Exercise requirements: In the entries, find all lines that hold the word "await" and copy them.

Stored data:
####################

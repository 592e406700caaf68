use std::sync::Arc;

use tokio::sync::RwLock;

use super::auth::{AuthData, AuthError};

/// Per-request state filled in by the auth middleware and read by handlers.
#[derive(Default, Clone)]
pub struct RequestContext(Arc<RwLock<Option<AuthData>>>);

impl RequestContext {
    pub async fn set_auth(&self, data: AuthData) {
        *self.0.write().await = Some(data);
    }

    pub async fn auth(&self) -> Result<Option<AuthData>, AuthError> {
        match self.0.read().await.clone() {
            Some(auth) if auth.session.is_valid() => Ok(Some(auth)),
            Some(_) => Err(AuthError::SessionExpired),
            None => Ok(None),
        }
    }
}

####################

Output of the task:
        *self.0.write().await = Some(data);
        match self.0.read().await.clone() {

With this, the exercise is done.